Required work:
Counting only lines that contain "Future", how many are there in the records below? Give the figure alone.
Entries provided Block Start
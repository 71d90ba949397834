//! Document store abstraction for BaliFeed.
//!
//! The change-event engine only talks to the store through the
//! [`DocumentStore`] trait, so the same code runs against the SQLite-backed
//! [`SqliteStore`] in production and the [`MemoryStore`] in tests.
//!
//! # Write model
//!
//! - Single-document [`DocumentStore::update`] calls apply a list of
//!   [`FieldUpdate`]s atomically. [`FieldOp::Increment`] is evaluated by the
//!   store itself, never read-modify-written by the caller.
//! - [`WriteBatch`] groups writes that must land together.
//! - [`Transaction`] adds optimistic read preconditions on top of a batch:
//!   every document read through [`Transaction::get`] must be unchanged at
//!   commit time or the commit fails with [`StoreError::Conflict`].
//!   [`run_transaction`] re-runs the transaction body on conflict.

mod memory;
mod sqlite;

pub use memory::MemoryStore;
pub use sqlite::SqliteStore;

use std::fmt;
use std::future::Future;

use async_trait::async_trait;
use serde::de::DeserializeOwned;
use serde_json::Value;
use thiserror::Error;
use tracing::debug;

/// Collection holding category documents.
pub const CATEGORIES: &str = "categories";

/// Collection holding comments and reactions.
pub const ENTRY_RESPONSES: &str = "entry_responses";

/// Collection holding user documents.
pub const USERS: &str = "users";

/// Maximum number of attempts for a conflicting transaction.
pub const MAX_TRANSACTION_ATTEMPTS: usize = 5;

/// Path of the subscriber sub-collection of a category.
pub fn subscribers_collection(category: &str) -> String {
    format!("{}/{}/subscribers", CATEGORIES, category)
}

/// Field map of a document.
pub type Fields = serde_json::Map<String, Value>;

/// Errors reported by document store backends.
#[derive(Error, Debug)]
pub enum StoreError {
    /// The document targeted by an update does not exist.
    #[error("document {0} not found")]
    NotFound(String),

    /// A document read inside a transaction changed before commit.
    #[error("transaction conflict on {0}")]
    Conflict(String),

    /// The backend could not be reached or failed mid-operation.
    #[error("store unavailable: {0}")]
    Unavailable(String),

    /// Stored data could not be encoded or decoded.
    #[error("codec error: {0}")]
    Codec(String),
}

impl StoreError {
    /// Whether the same operation may succeed if tried again.
    pub fn is_transient(&self) -> bool {
        matches!(self, StoreError::Unavailable(_) | StoreError::Conflict(_))
    }
}

impl From<sqlx::Error> for StoreError {
    fn from(e: sqlx::Error) -> Self {
        StoreError::Unavailable(e.to_string())
    }
}

impl From<serde_json::Error> for StoreError {
    fn from(e: serde_json::Error) -> Self {
        StoreError::Codec(e.to_string())
    }
}

/// Reference to a document: collection path plus document ID.
#[derive(Debug, Clone, PartialEq, Eq, Hash, PartialOrd, Ord)]
pub struct DocRef {
    collection: String,
    id: String,
}

impl DocRef {
    /// Create a reference to `collection/id`.
    pub fn new(collection: impl Into<String>, id: impl Into<String>) -> Self {
        Self {
            collection: collection.into(),
            id: id.into(),
        }
    }

    /// Collection path.
    pub fn collection(&self) -> &str {
        &self.collection
    }

    /// Document ID within the collection.
    pub fn id(&self) -> &str {
        &self.id
    }
}

impl fmt::Display for DocRef {
    fn fmt(&self, f: &mut fmt::Formatter<'_>) -> fmt::Result {
        write!(f, "{}/{}", self.collection, self.id)
    }
}

/// A stored document snapshot.
#[derive(Debug, Clone, PartialEq)]
pub struct Document {
    /// Where the document lives.
    pub reference: DocRef,
    /// Document fields.
    pub data: Fields,
    /// Store-assigned version, changes on every write.
    pub version: u64,
}

impl Document {
    /// Document ID.
    pub fn id(&self) -> &str {
        self.reference.id()
    }

    /// Read a string field.
    pub fn get_str(&self, field: &str) -> Option<&str> {
        self.data.get(field).and_then(Value::as_str)
    }

    /// Read an integer field.
    pub fn get_i64(&self, field: &str) -> Option<i64> {
        self.data.get(field).and_then(Value::as_i64)
    }

    /// Decode the whole document into a typed struct.
    pub fn decode<T: DeserializeOwned>(&self) -> Result<T, StoreError> {
        Ok(serde_json::from_value(Value::Object(self.data.clone()))?)
    }
}

/// Operation applied to a single field.
#[derive(Debug, Clone, PartialEq)]
pub enum FieldOp {
    /// Add to the numeric value, treating a missing field as zero.
    Increment(i64),
    /// Replace the value.
    Set(Value),
}

/// A field path paired with the operation to apply to it.
#[derive(Debug, Clone, PartialEq)]
pub struct FieldUpdate {
    /// Top-level field name.
    pub field: String,
    /// Operation to apply.
    pub op: FieldOp,
}

impl FieldUpdate {
    /// Atomic increment (use a negative value to decrement).
    pub fn increment(field: impl Into<String>, by: i64) -> Self {
        Self {
            field: field.into(),
            op: FieldOp::Increment(by),
        }
    }

    /// Overwrite a field.
    pub fn set(field: impl Into<String>, value: Value) -> Self {
        Self {
            field: field.into(),
            op: FieldOp::Set(value),
        }
    }
}

/// Apply field updates to an in-memory field map.
pub(crate) fn apply_updates(data: &mut Fields, updates: &[FieldUpdate]) {
    for update in updates {
        match &update.op {
            FieldOp::Increment(by) => {
                // Integers stay integers; a float counter stays a float.
                let current = data.get(&update.field);
                let next = match (current.and_then(Value::as_i64), current.and_then(Value::as_f64)) {
                    (Some(n), _) => Value::from(n + by),
                    (None, Some(f)) => Value::from(f + *by as f64),
                    (None, None) => Value::from(*by),
                };
                data.insert(update.field.clone(), next);
            }
            FieldOp::Set(value) => {
                data.insert(update.field.clone(), value.clone());
            }
        }
    }
}

/// A single staged write.
#[derive(Debug, Clone, PartialEq)]
pub enum Write {
    /// Create or overwrite a document.
    Set { doc: DocRef, data: Fields },
    /// Update fields of an existing document.
    Update {
        doc: DocRef,
        updates: Vec<FieldUpdate>,
    },
    /// Delete a document (no-op if absent).
    Delete { doc: DocRef },
}

impl Write {
    /// Document targeted by this write.
    pub fn doc(&self) -> &DocRef {
        match self {
            Write::Set { doc, .. } | Write::Update { doc, .. } | Write::Delete { doc } => doc,
        }
    }
}

/// Group of writes committed atomically.
#[derive(Debug, Clone, Default)]
pub struct WriteBatch {
    writes: Vec<Write>,
}

impl WriteBatch {
    /// Create an empty batch.
    pub fn new() -> Self {
        Self::default()
    }

    /// Stage a document overwrite.
    pub fn set(&mut self, doc: DocRef, data: Fields) -> &mut Self {
        self.writes.push(Write::Set { doc, data });
        self
    }

    /// Stage a field update.
    pub fn update(&mut self, doc: DocRef, updates: Vec<FieldUpdate>) -> &mut Self {
        self.writes.push(Write::Update { doc, updates });
        self
    }

    /// Stage a delete.
    pub fn delete(&mut self, doc: DocRef) -> &mut Self {
        self.writes.push(Write::Delete { doc });
        self
    }

    /// Number of staged writes.
    pub fn len(&self) -> usize {
        self.writes.len()
    }

    /// Check if nothing is staged.
    pub fn is_empty(&self) -> bool {
        self.writes.is_empty()
    }

    /// Staged writes in order.
    pub fn writes(&self) -> &[Write] {
        &self.writes
    }
}

/// Version observed for a document read inside a transaction.
#[derive(Debug, Clone, PartialEq, Eq)]
pub struct ReadGuard {
    /// Document that was read.
    pub doc: DocRef,
    /// Version seen, or `None` if the document did not exist.
    pub version: Option<u64>,
}

/// Write set with optimistic read preconditions.
#[derive(Debug, Clone, Default)]
pub struct Transaction {
    reads: Vec<ReadGuard>,
    batch: WriteBatch,
}

impl Transaction {
    /// Create an empty transaction.
    pub fn new() -> Self {
        Self::default()
    }

    /// Read a document and record its version as a commit precondition.
    pub async fn get<S>(&mut self, store: &S, doc: &DocRef) -> Result<Option<Document>, StoreError>
    where
        S: DocumentStore + ?Sized,
    {
        let found = store.get(doc).await?;
        self.reads.push(ReadGuard {
            doc: doc.clone(),
            version: found.as_ref().map(|d| d.version),
        });
        Ok(found)
    }

    /// Stage a document overwrite.
    pub fn set(&mut self, doc: DocRef, data: Fields) -> &mut Self {
        self.batch.set(doc, data);
        self
    }

    /// Stage a field update.
    pub fn update(&mut self, doc: DocRef, updates: Vec<FieldUpdate>) -> &mut Self {
        self.batch.update(doc, updates);
        self
    }

    /// Stage a delete.
    pub fn delete(&mut self, doc: DocRef) -> &mut Self {
        self.batch.delete(doc);
        self
    }

    /// Recorded read preconditions.
    pub fn reads(&self) -> &[ReadGuard] {
        &self.reads
    }

    /// Staged writes in order.
    pub fn writes(&self) -> &[Write] {
        self.batch.writes()
    }
}

impl From<WriteBatch> for Transaction {
    fn from(batch: WriteBatch) -> Self {
        Self {
            reads: Vec::new(),
            batch,
        }
    }
}

/// Collection/document oriented store consumed by the event engine.
#[async_trait]
pub trait DocumentStore: Send + Sync {
    /// Fetch a document by reference.
    async fn get(&self, doc: &DocRef) -> Result<Option<Document>, StoreError>;

    /// Create or overwrite a document.
    async fn set(&self, doc: &DocRef, data: Fields) -> Result<(), StoreError>;

    /// Apply field updates to an existing document atomically.
    ///
    /// Fails with [`StoreError::NotFound`] if the document does not exist.
    async fn update(&self, doc: &DocRef, updates: &[FieldUpdate]) -> Result<(), StoreError>;

    /// Delete a document. Deleting a missing document succeeds.
    async fn delete(&self, doc: &DocRef) -> Result<(), StoreError>;

    /// All documents of a collection, ordered by ID.
    async fn list(&self, collection: &str) -> Result<Vec<Document>, StoreError>;

    /// Documents of a collection whose `field` equals `value`, ordered by ID.
    async fn query_eq(
        &self,
        collection: &str,
        field: &str,
        value: &Value,
    ) -> Result<Vec<Document>, StoreError>;

    /// Commit a transaction: all writes apply or none do.
    async fn commit(&self, tx: Transaction) -> Result<(), StoreError>;

    /// Commit a batch atomically.
    async fn commit_batch(&self, batch: WriteBatch) -> Result<(), StoreError> {
        self.commit(Transaction::from(batch)).await
    }
}

/// Run a transaction body, retrying it when the commit conflicts.
///
/// `body` receives a fresh [`Transaction`] on every attempt, performs its
/// reads through it, stages writes and hands it back together with a value
/// that is returned once the commit succeeds.
pub async fn run_transaction<S, F, Fut, T>(store: &S, mut body: F) -> Result<T, StoreError>
where
    S: DocumentStore + ?Sized,
    F: FnMut(Transaction) -> Fut,
    Fut: Future<Output = Result<(Transaction, T), StoreError>>,
{
    let mut attempt = 1;
    loop {
        let (tx, value) = body(Transaction::new()).await?;
        match store.commit(tx).await {
            Ok(()) => return Ok(value),
            Err(StoreError::Conflict(doc)) if attempt < MAX_TRANSACTION_ATTEMPTS => {
                debug!(attempt, doc = %doc, "Transaction conflict, retrying");
                attempt += 1;
            }
            Err(e) => return Err(e),
        }
    }
}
Entries provided Block End
Exercise response:
2